Where does the string "warn" appear in the material? Copy each line that holds it.

DATA PROVIDED: Begin

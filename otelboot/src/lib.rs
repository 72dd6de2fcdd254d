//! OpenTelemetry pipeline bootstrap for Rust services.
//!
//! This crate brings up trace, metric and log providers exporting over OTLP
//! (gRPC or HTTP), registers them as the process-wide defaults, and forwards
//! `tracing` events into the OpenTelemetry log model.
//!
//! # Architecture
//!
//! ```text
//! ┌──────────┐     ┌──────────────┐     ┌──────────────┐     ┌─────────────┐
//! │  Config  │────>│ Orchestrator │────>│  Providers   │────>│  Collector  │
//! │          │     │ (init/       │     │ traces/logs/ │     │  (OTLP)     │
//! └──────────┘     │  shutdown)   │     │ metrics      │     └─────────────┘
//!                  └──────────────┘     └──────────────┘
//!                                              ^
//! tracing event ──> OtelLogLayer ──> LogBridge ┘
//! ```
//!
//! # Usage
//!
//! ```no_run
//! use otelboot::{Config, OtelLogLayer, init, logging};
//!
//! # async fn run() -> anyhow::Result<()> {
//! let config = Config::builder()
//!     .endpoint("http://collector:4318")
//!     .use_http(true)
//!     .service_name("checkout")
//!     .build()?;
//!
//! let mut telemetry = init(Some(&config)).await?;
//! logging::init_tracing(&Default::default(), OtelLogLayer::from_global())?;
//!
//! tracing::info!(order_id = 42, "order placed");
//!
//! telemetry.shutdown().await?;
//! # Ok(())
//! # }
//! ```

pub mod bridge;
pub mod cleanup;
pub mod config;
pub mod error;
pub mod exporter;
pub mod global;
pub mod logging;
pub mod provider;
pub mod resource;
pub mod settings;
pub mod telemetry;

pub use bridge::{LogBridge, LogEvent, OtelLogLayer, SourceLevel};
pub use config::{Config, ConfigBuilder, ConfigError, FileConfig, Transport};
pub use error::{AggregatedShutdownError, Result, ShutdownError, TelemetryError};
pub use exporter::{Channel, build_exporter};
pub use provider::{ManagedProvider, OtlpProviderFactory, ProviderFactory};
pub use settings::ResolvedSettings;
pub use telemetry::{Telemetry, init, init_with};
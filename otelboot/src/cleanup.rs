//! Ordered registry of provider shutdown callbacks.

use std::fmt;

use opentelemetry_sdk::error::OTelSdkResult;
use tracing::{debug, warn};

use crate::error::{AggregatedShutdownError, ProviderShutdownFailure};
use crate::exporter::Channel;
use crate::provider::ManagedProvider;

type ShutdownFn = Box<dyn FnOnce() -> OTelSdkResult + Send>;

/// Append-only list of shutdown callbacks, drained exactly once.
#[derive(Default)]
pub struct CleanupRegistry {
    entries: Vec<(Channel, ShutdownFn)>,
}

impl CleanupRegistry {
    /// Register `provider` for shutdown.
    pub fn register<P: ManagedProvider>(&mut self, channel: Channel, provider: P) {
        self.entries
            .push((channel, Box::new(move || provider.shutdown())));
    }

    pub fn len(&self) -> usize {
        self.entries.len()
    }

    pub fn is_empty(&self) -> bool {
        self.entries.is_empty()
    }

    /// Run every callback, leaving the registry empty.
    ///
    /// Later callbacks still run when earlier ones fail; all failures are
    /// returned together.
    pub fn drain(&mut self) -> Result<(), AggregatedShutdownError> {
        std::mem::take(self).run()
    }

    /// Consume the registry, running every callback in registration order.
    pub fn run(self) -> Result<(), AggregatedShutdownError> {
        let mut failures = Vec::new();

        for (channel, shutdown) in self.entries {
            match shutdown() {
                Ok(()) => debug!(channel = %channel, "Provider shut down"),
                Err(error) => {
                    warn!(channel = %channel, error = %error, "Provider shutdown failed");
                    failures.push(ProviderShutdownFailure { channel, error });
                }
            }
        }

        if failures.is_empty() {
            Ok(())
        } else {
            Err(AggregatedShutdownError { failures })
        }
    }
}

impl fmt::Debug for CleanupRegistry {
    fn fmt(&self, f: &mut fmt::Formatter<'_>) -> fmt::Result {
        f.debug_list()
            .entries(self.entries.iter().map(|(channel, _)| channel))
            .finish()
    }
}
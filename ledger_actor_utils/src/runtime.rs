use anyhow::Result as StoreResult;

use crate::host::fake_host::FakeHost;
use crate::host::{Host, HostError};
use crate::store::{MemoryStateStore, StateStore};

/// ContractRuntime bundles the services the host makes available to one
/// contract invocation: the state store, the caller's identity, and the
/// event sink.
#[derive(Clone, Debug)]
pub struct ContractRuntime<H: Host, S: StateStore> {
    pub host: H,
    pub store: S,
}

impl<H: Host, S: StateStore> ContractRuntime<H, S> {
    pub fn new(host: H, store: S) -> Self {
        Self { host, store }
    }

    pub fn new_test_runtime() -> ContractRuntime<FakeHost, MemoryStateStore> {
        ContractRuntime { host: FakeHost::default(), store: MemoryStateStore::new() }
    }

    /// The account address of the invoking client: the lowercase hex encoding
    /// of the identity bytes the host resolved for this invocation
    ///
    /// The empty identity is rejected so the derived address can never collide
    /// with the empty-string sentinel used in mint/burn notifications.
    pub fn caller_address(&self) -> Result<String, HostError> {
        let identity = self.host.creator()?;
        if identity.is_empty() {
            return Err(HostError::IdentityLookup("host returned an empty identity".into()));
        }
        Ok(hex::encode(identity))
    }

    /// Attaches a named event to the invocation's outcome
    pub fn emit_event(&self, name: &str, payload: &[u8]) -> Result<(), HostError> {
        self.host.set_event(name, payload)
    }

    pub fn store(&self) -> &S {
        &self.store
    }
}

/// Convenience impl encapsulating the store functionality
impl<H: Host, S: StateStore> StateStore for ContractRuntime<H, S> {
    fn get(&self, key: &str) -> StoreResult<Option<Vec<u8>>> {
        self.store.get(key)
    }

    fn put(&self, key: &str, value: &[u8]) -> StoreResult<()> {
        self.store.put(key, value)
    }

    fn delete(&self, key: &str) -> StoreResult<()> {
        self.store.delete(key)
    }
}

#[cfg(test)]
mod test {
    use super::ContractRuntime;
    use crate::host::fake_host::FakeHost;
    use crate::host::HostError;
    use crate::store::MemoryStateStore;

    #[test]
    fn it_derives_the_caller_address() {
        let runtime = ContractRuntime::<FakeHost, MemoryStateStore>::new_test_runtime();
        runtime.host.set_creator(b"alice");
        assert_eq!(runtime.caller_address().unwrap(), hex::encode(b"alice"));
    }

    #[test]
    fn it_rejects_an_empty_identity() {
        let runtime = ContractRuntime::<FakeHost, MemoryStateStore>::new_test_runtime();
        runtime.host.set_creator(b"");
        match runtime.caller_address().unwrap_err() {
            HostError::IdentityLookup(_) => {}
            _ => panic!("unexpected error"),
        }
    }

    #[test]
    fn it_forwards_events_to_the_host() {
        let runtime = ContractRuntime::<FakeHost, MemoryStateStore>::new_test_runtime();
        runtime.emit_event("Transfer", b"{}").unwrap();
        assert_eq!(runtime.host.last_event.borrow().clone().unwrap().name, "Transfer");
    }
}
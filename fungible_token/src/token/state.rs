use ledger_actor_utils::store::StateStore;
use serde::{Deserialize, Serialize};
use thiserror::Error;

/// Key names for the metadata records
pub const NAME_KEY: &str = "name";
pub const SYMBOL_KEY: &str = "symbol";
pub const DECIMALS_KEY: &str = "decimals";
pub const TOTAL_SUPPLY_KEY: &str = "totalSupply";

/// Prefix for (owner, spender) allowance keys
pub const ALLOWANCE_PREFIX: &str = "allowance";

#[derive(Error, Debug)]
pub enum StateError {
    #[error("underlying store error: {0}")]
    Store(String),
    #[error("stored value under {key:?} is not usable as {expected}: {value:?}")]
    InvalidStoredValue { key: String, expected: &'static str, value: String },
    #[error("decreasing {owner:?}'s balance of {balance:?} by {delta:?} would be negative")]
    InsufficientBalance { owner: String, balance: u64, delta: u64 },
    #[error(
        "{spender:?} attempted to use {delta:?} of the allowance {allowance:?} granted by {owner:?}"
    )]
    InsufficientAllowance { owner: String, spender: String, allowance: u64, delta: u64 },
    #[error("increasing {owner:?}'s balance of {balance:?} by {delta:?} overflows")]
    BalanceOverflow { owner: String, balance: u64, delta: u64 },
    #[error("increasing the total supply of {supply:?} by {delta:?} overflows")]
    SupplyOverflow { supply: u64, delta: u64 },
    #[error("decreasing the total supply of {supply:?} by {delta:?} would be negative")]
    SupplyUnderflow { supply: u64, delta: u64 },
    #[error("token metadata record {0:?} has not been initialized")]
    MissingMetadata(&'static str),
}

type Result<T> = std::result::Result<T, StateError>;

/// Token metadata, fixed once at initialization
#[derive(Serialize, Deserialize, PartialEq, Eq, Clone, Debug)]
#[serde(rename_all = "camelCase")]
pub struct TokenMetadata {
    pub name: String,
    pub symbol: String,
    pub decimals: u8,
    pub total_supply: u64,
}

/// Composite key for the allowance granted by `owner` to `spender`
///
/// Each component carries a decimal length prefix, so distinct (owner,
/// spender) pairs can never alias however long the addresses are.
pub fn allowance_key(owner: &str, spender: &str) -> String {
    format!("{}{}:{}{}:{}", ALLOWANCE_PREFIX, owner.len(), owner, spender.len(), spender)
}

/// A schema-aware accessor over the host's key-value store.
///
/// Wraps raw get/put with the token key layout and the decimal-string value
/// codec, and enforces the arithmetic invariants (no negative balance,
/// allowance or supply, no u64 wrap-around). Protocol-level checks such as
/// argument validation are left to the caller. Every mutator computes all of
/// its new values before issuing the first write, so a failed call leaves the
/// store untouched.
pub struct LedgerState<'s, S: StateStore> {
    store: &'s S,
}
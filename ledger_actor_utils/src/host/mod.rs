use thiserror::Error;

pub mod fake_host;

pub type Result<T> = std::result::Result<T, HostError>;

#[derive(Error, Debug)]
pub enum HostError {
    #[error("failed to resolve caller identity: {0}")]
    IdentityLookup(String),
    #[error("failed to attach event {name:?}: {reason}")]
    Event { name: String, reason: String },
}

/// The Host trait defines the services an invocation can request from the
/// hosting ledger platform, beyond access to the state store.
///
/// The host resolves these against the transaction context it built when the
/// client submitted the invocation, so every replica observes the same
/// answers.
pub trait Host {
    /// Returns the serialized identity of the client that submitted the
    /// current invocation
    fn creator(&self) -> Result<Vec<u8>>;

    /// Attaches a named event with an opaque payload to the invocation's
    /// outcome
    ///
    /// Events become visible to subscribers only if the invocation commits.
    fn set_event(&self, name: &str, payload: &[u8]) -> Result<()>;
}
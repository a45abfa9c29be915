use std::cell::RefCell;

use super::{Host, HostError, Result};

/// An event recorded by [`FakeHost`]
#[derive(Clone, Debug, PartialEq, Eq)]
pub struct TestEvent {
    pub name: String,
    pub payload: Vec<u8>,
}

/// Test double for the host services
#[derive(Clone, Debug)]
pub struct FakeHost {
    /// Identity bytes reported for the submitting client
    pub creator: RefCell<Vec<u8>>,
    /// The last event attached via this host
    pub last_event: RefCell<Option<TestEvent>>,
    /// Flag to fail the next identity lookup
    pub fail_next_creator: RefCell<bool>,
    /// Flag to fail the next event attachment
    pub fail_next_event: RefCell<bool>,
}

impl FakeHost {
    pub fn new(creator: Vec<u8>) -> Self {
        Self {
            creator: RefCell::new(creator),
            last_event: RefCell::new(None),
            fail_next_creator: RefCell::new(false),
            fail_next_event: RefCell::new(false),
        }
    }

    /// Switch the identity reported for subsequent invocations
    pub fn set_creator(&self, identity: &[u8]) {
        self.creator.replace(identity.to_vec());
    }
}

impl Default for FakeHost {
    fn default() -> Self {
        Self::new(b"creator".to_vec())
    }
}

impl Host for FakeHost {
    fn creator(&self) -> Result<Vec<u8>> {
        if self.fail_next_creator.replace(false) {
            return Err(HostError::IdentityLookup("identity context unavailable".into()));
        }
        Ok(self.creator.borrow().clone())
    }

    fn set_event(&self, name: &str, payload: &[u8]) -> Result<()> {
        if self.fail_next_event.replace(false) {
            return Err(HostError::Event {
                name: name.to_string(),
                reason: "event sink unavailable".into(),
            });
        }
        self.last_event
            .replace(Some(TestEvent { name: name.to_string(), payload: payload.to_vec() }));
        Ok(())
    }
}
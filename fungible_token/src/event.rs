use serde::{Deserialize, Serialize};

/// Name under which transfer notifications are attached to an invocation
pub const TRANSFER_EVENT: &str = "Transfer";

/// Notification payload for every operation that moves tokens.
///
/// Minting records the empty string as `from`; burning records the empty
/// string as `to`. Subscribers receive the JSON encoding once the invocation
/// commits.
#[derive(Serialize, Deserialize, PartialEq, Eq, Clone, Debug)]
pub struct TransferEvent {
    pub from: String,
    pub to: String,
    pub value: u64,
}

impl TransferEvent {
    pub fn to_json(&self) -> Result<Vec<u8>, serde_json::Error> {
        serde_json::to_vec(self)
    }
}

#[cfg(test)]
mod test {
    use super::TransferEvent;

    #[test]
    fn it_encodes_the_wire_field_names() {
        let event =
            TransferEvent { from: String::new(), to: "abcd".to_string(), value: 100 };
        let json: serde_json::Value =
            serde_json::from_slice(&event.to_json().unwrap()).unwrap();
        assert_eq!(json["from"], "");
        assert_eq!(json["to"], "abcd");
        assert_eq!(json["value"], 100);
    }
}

DATA PROVIDED: End

ANSWER BELOW:
use tracing::{debug, warn};
                    warn!(channel = %channel, error = %error, "Provider shutdown failed");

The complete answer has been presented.